### [Exercise goal]
Word for word, restate the entries below from their first line through the line that contains "reader.trim_text(true);".

### [Items from a data source]

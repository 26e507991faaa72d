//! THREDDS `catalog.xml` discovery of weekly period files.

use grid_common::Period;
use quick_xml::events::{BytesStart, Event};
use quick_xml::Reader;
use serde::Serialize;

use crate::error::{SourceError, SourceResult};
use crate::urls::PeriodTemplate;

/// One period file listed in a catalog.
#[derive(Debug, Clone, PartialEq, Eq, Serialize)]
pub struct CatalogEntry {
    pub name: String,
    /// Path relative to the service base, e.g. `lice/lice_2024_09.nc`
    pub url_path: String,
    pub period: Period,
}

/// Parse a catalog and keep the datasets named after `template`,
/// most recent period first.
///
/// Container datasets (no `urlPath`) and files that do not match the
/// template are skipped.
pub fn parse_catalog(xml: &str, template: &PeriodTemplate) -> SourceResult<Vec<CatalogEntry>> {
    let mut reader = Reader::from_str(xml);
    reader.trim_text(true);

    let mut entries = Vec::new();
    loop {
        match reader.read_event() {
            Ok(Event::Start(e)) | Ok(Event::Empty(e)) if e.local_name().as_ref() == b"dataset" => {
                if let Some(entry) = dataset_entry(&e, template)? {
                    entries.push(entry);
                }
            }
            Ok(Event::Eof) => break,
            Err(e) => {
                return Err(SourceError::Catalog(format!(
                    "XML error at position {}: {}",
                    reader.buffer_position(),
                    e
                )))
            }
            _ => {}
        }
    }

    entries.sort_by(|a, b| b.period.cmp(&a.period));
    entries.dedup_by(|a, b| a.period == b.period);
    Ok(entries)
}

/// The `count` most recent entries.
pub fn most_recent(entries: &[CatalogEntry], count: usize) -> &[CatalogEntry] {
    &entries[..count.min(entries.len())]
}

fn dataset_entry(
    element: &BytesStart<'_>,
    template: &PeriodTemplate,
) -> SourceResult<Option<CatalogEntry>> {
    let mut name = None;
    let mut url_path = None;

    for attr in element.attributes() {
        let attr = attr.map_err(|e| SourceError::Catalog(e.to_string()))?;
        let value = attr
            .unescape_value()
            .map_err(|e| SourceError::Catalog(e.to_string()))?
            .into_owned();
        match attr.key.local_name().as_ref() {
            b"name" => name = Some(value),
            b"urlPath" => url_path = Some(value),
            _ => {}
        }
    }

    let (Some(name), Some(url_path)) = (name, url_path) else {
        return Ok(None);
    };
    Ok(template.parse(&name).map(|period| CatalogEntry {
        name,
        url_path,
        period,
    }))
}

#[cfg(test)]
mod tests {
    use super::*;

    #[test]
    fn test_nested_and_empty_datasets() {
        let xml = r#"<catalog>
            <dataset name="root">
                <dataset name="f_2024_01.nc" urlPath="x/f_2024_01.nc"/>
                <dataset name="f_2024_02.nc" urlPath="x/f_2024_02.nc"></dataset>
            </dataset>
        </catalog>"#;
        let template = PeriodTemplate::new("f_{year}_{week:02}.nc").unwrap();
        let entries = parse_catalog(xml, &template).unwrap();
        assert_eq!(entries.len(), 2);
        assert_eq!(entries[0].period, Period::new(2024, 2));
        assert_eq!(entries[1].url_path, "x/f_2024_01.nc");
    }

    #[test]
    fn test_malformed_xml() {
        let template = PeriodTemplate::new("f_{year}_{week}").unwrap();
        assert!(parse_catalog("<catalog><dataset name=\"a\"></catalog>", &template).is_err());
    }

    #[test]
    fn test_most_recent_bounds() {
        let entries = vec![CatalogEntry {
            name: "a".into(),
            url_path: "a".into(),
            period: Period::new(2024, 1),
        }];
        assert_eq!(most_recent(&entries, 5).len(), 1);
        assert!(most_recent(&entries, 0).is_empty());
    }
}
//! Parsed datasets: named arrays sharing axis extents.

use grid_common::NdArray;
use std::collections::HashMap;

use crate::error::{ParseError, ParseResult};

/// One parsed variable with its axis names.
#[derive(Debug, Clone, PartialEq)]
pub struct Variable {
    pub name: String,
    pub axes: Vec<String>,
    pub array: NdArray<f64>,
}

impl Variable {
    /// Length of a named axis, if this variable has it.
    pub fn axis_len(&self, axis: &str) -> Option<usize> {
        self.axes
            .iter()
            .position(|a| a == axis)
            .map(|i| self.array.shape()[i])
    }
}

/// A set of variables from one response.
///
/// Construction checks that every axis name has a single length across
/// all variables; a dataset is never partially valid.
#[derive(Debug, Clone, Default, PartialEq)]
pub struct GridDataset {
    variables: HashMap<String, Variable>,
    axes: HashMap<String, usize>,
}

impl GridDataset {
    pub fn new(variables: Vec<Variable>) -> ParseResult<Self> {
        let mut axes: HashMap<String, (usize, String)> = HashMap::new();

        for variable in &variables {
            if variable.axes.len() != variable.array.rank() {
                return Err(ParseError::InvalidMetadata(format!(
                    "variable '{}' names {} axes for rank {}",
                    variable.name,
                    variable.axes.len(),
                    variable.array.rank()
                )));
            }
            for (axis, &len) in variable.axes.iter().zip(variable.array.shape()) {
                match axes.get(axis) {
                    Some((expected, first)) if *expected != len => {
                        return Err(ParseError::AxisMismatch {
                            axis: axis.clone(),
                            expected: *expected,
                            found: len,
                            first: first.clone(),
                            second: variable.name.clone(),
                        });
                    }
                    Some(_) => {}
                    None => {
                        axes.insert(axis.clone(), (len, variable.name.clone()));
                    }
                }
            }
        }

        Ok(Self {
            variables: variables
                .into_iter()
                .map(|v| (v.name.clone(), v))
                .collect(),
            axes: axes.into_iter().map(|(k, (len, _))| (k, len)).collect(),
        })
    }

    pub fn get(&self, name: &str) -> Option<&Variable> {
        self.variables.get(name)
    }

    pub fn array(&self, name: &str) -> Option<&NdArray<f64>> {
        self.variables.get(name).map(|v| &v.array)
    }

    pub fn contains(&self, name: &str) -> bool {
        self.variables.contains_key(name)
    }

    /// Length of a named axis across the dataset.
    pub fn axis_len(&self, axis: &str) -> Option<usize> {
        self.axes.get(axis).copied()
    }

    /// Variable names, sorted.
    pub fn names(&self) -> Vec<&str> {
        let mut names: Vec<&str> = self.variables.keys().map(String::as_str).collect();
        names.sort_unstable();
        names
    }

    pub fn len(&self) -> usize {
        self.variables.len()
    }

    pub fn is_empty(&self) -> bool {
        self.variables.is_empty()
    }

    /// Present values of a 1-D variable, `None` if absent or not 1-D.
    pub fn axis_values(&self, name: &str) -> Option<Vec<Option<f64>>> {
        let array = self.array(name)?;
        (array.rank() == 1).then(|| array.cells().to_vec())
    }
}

### [Solution to the problem]
repository 26e507991faaa72d
//! THREDDS `catalog.xml` discovery of weekly period files.

use grid_common::Period;
use quick_xml::events::{BytesStart, Event};
use quick_xml::Reader;
use serde::Serialize;

use crate::error::{SourceError, SourceResult};
use crate::urls::PeriodTemplate;

/// One period file listed in a catalog.
#[derive(Debug, Clone, PartialEq, Eq, Serialize)]
pub struct CatalogEntry {
    pub name: String,
    /// Path relative to the service base, e.g. `lice/lice_2024_09.nc`
    pub url_path: String,
    pub period: Period,
}

/// Parse a catalog and keep the datasets named after `template`,
/// most recent period first.
///
/// Container datasets (no `urlPath`) and files that do not match the
/// template are skipped.
pub fn parse_catalog(xml: &str, template: &PeriodTemplate) -> SourceResult<Vec<CatalogEntry>> {
    let mut reader = Reader::from_str(xml);
    reader.trim_text(true);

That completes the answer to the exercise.